In a Dark Wood Wandering
- First edition
- Author: Hella S. Haase
- Original title: Het woud der verwachting
- Translator: Lewis C. Kaplan, Translator, revised and edited by Anita Miller
- Language: Dutch
- Publisher: Academy Chicago Publishers (English)
- Publication date: 1949
- Published in English: 1989
- Pages: 574
- ISBN: 0-89733-336-5

= In a Dark Wood Wandering =

1949 novel by Hella S. Haasse

In a Dark Wood Wandering (original title Het woud der verwachting) is a 1949 Dutch novel by Hella S. Haasse.
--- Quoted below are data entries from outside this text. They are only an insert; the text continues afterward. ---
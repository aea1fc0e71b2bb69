//! Error handling module

pub mod types;

pub use types::RelayError;
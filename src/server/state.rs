//! Application state container
//!
//! This module defines the shared application state that is passed
//! to all request handlers via Axum's state extraction.

use crate::config::Settings;
use crate::services::{CompletionClient, GeminiClient, RelayConfig, RelayService};
use std::sync::Arc;
use std::time::Instant;

/// Shared application state
///
/// Read-only after startup and cheap to clone. Requests share nothing
/// mutable through it.
#[derive(Clone)]
pub struct AppState {
    /// Application settings
    pub settings: Arc<Settings>,

    /// Relay to the upstream provider
    pub relay: RelayService,

    /// Application start time (for uptime calculation)
    pub start_time: Instant,
}

impl AppState {
    /// Create state backed by the real Gemini client
    pub fn new(settings: Settings) -> anyhow::Result<Self> {
        tracing::debug!(gemini = ?settings.gemini, "Creating Gemini client");
        let client = GeminiClient::new(&settings.gemini)?;

        Ok(Self::with_client(settings, Arc::new(client)))
    }

    /// Create state around any completion client
    pub fn with_client(settings: Settings, client: Arc<dyn CompletionClient>) -> Self {
        let relay = RelayService::new(client, RelayConfig::from_settings(&settings));

        tracing::info!(
            timeout_seconds = relay.timeout().as_secs(),
            max_concurrent_upstream = ?settings.max_concurrent_upstream,
            "Application state initialized successfully"
        );

        Self {
            settings: Arc::new(settings),
            relay,
            start_time: Instant::now(),
        }
    }

    /// Get the application uptime in seconds
    pub fn uptime_seconds(&self) -> u64 {
        self.start_time.elapsed().as_secs()
    }
}
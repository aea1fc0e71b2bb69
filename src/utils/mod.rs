//! Utility modules

pub mod timeout;

pub use timeout::{with_timeout, TimeoutError};
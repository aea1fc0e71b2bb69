//! Health check endpoint

use axum::Json;

use crate::schemas::HealthResponse;

/// GET /health
///
/// Reports liveness only. It never touches the upstream provider, so it
/// stays green while Gemini is down.
pub async fn health_check() -> Json<HealthResponse> {
    Json(HealthResponse::ok())
}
It was translated from the Dutch into English in 1989 by Lewis C. Kaplan and revised and edited by Academy Chicago.

==Synopsis==
The story is set in the fifteenth century, during the Hundred Years War. The book opens with the christening of Charles, son of Louis I, Duke of Orleans and his wife Valentine, who is not well enough to attend and must remain in her chambers. Among those attending is Charles VI and his wife Isabeau. Charles VI has been suffering from madness, and it has reached the point where he doesn't recognize his own wife. Poet François Villon also appears in the novel, first as a young man, later as an adult visiting the royal court.